I’m not going into all the details but let’s just say I got really sick and went to my doctor! After talking to my health care professional we both agreed on stopping this diet asap. We also talked about the potential risks and I should have known better from the beginning or should have read about this topic in my nutrition book before I tried it myself. When I signed up for the challenge I had no idea about the program or the meal plan otherwise I probably wouldn’t have done it. We all learn from our past mistakes and this was definitely a huge one for me!

I learned from this experience as a person and as a coach. I see it as a motivation to educate myself and my clients even more. I try to be better in everything I do and in everything I believe. My personal goal has not changed, I still want to change the way I feel and the way I’m currently looking and my goal is to focus on lasting changes. This means you need to adapt a healthy lifestyle which is sustainable in the long run. There are no short cuts or quick fixes.

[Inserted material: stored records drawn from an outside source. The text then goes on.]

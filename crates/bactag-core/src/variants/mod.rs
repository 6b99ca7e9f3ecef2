//! Payload variants carried inside a tag envelope.
//!
//! Each variant reads and writes only its own body; the header is framed by
//! [`Envelope`](crate::tag::Envelope). [`Payload`] is the closed set of all
//! variants the dispatcher can produce.

use crate::encoding::{reader::ReadBuffer, writer::WriteBuffer};
use crate::error::FieldContext;
use crate::tag::{ExtendedLength, TagKind};
use crate::{DecodeError, ParseError, SerializeError};

pub mod boolean;
pub mod context;
pub mod date_time;
pub mod double;
pub mod integer;
pub mod null;
pub mod object_id;
pub mod real;
pub mod string;

pub use boolean::ApplicationBoolean;
pub use context::{ClosingTag, ContextData, OpeningTag};
pub use date_time::{ApplicationDate, ApplicationTime};
pub use double::ApplicationDouble;
pub use integer::{ApplicationEnumerated, ApplicationSigned, ApplicationUnsigned};
pub use null::ApplicationNull;
pub use object_id::ApplicationObjectId;
pub use real::ApplicationReal;
pub use string::{ApplicationBitString, ApplicationCharacterString, CharacterSet, ApplicationOctetString};

/// Contract every payload variant satisfies towards the envelope and the
/// dispatcher.
pub trait TagBody: Sized {
    /// Registry entry of this variant.
    const KIND: TagKind;

    /// Encoded body length. May depend on the value for variable-length
    /// variants, so callers recompute it instead of caching.
    fn length_in_bits(&self) -> u32;

    fn length_in_bytes(&self) -> u32 {
        self.length_in_bits() / 8
    }

    /// Reads the body that follows an already decoded header.
    fn parse_body(
        r: &mut ReadBuffer<'_>,
        length_value_type: u8,
        extended_length: Option<ExtendedLength>,
    ) -> Result<Self, ParseError>;

    fn write_body(&self, w: &mut WriteBuffer<'_>) -> Result<(), SerializeError>;

    /// Views `payload` as this variant; `None` when it is another kind.
    fn narrow(payload: &Payload) -> Option<&Self>;

    fn into_payload(self) -> Payload;

    fn type_name(&self) -> &'static str {
        Self::KIND.type_name()
    }

    /// 0 for application tags, 1 for context-specific ones.
    fn context_specific_tag(&self) -> u8 {
        Self::KIND.context_specific_tag()
    }
}

/// Body length announced by the header fields handed to a body parser.
pub(crate) fn body_length(length_value_type: u8, extended_length: Option<ExtendedLength>) -> u32 {
    match extended_length {
        Some(ext) => ext.value(),
        None => length_value_type as u32,
    }
}

pub(crate) fn expect_length(
    length_value_type: u8,
    extended_length: Option<ExtendedLength>,
    expected: u32,
) -> Result<(), ParseError> {
    if body_length(length_value_type, extended_length) != expected {
        return Err(DecodeError::InvalidLength).field("length_value_type");
    }
    Ok(())
}

pub(crate) fn bytes_to_bits(len: usize) -> u32 {
    u32::try_from(len).unwrap_or(u32::MAX).saturating_mul(8)
}

#[derive(Debug, Clone, PartialEq)]
#[cfg_attr(feature = "serde", derive(serde::Serialize, serde::Deserialize))]
pub enum Payload {
    Null(ApplicationNull),
    Boolean(ApplicationBoolean),
    Unsigned(ApplicationUnsigned),
    Signed(ApplicationSigned),
    Real(ApplicationReal),
    Double(ApplicationDouble),
    OctetString(ApplicationOctetString),
    CharacterString(ApplicationCharacterString),
    BitString(ApplicationBitString),
    Enumerated(ApplicationEnumerated),
    Date(ApplicationDate),
    Time(ApplicationTime),
    ObjectId(ApplicationObjectId),
    Context(ContextData),
    Opening(OpeningTag),
    Closing(ClosingTag),
}

impl Payload {
    /// Runs the body parser selected for `kind`.
    pub fn parse(
        kind: TagKind,
        r: &mut ReadBuffer<'_>,
        length_value_type: u8,
        extended_length: Option<ExtendedLength>,
    ) -> Result<Self, ParseError> {
        let lvt = length_value_type;
        let ext = extended_length;
        Ok(match kind {
            TagKind::Null => Self::Null(ApplicationNull::parse_body(r, lvt, ext)?),
            TagKind::Boolean => Self::Boolean(ApplicationBoolean::parse_body(r, lvt, ext)?),
            TagKind::Unsigned => Self::Unsigned(ApplicationUnsigned::parse_body(r, lvt, ext)?),
            TagKind::Signed => Self::Signed(ApplicationSigned::parse_body(r, lvt, ext)?),
            TagKind::Real => Self::Real(ApplicationReal::parse_body(r, lvt, ext)?),
            TagKind::Double => Self::Double(ApplicationDouble::parse_body(r, lvt, ext)?),
            TagKind::OctetString => {
                Self::OctetString(ApplicationOctetString::parse_body(r, lvt, ext)?)
            }
            TagKind::CharacterString => {
                Self::CharacterString(ApplicationCharacterString::parse_body(r, lvt, ext)?)
            }
            TagKind::BitString => Self::BitString(ApplicationBitString::parse_body(r, lvt, ext)?),
            TagKind::Enumerated => {
                Self::Enumerated(ApplicationEnumerated::parse_body(r, lvt, ext)?)
            }
            TagKind::Date => Self::Date(ApplicationDate::parse_body(r, lvt, ext)?),
            TagKind::Time => Self::Time(ApplicationTime::parse_body(r, lvt, ext)?),
            TagKind::ObjectId => Self::ObjectId(ApplicationObjectId::parse_body(r, lvt, ext)?),
            TagKind::Context => Self::Context(ContextData::parse_body(r, lvt, ext)?),
            TagKind::Opening => Self::Opening(OpeningTag::parse_body(r, lvt, ext)?),
            TagKind::Closing => Self::Closing(ClosingTag::parse_body(r, lvt, ext)?),
        })
    }

    pub const fn kind(&self) -> TagKind {
        match self {
            Self::Null(_) => TagKind::Null,
            Self::Boolean(_) => TagKind::Boolean,
            Self::Unsigned(_) => TagKind::Unsigned,
            Self::Signed(_) => TagKind::Signed,
            Self::Real(_) => TagKind::Real,
            Self::Double(_) => TagKind::Double,
            Self::OctetString(_) => TagKind::OctetString,
            Self::CharacterString(_) => TagKind::CharacterString,
            Self::BitString(_) => TagKind::BitString,
            Self::Enumerated(_) => TagKind::Enumerated,
            Self::Date(_) => TagKind::Date,
            Self::Time(_) => TagKind::Time,
            Self::ObjectId(_) => TagKind::ObjectId,
            Self::Context(_) => TagKind::Context,
            Self::Opening(_) => TagKind::Opening,
            Self::Closing(_) => TagKind::Closing,
        }
    }

    pub fn type_name(&self) -> &'static str {
        self.kind().type_name()
    }

    pub fn length_in_bits(&self) -> u32 {
        match self {
            Self::Null(v) => v.length_in_bits(),
            Self::Boolean(v) => v.length_in_bits(),
            Self::Unsigned(v) => v.length_in_bits(),
            Self::Signed(v) => v.length_in_bits(),
            Self::Real(v) => v.length_in_bits(),
            Self::Double(v) => v.length_in_bits(),
            Self::OctetString(v) => v.length_in_bits(),
            Self::CharacterString(v) => v.length_in_bits(),
            Self::BitString(v) => v.length_in_bits(),
            Self::Enumerated(v) => v.length_in_bits(),
            Self::Date(v) => v.length_in_bits(),
            Self::Time(v) => v.length_in_bits(),
            Self::ObjectId(v) => v.length_in_bits(),
            Self::Context(v) => v.length_in_bits(),
            Self::Opening(v) => v.length_in_bits(),
            Self::Closing(v) => v.length_in_bits(),
        }
    }

    pub fn length_in_bytes(&self) -> u32 {
        self.length_in_bits() / 8
    }

    pub fn write_body(&self, w: &mut WriteBuffer<'_>) -> Result<(), SerializeError> {
        match self {
            Self::Null(v) => v.write_body(w),
            Self::Boolean(v) => v.write_body(w),
            Self::Unsigned(v) => v.write_body(w),
            Self::Signed(v) => v.write_body(w),
            Self::Real(v) => v.write_body(w),
            Self::Double(v) => v.write_body(w),
            Self::OctetString(v) => v.write_body(w),
            Self::CharacterString(v) => v.write_body(w),
            Self::BitString(v) => v.write_body(w),
            Self::Enumerated(v) => v.write_body(w),
            Self::Date(v) => v.write_body(w),
            Self::Time(v) => v.write_body(w),
            Self::ObjectId(v) => v.write_body(w),
            Self::Context(v) => v.write_body(w),
            Self::Opening(v) => v.write_body(w),
            Self::Closing(v) => v.write_body(w),
        }
    }

    /// Safe narrowing to a concrete variant.
    pub fn as_body<T: TagBody>(&self) -> Option<&T> {
        T::narrow(self)
    }
}

#[cfg(test)]
mod tests {
    use super::{ApplicationReal, ApplicationUnsigned, Payload, TagBody};
    use crate::encoding::reader::ReadBuffer;
    use crate::tag::TagKind;
    use crate::DecodeError;

    #[test]
    fn narrowing_matches_only_own_kind() {
        let payload = ApplicationReal::new(1.5).into_payload();
        assert_eq!(payload.as_body::<ApplicationReal>().map(|v| v.value), Some(1.5));
        assert!(payload.as_body::<ApplicationUnsigned>().is_none());
    }

    #[test]
    fn parse_dispatches_on_kind() {
        let mut r = ReadBuffer::new(&[0x01, 0x02]);
        let payload = Payload::parse(TagKind::Unsigned, &mut r, 2, None).unwrap();
        assert_eq!(payload.kind(), TagKind::Unsigned);
        assert_eq!(
            payload.as_body::<ApplicationUnsigned>().map(|v| v.value()),
            Some(0x0102)
        );
        assert!(r.is_empty());
    }

    #[test]
    fn wrong_length_is_reported_on_header_field() {
        let mut r = ReadBuffer::new(&[0; 8]);
        let err = Payload::parse(TagKind::Real, &mut r, 3, None).unwrap_err();
        assert_eq!(err.field, "length_value_type");
        assert_eq!(err.cause, DecodeError::InvalidLength);
    }
}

After this negative experience I gave myself two weeks to completely heel (gut wise) and focused on healthy eating and following a 80/20% lifestyle. Eating clean most of the time, without cutting out any food groups or limiting myself to restrictions which end in binge and overeating, since this is not healthy and doesn’t work. If you want to create lasting results you have to change your lifestyle – you have to change it into something you can follow and you can stick with. I’m eating healthy most of the time, I prepare my own meals which are a mix of whole wheat products, fresh vegetables and meat or fish. I’m currently eating 5 meals a day, three larger portions and two snacks. It works best for me and reduces cravings because I feel full most of the time. It does not matter if you eat three or five meals – the total amount of food intake at the end of the day matters! I also enjoy a donut or ice cream every now and then without feeling guilty to beating myself mentally up!

For a diet to produce meaningful weight loss and lasting results the main focus should be on reducing the total calorie intake, not proportions of protein, carbohydrates or fat!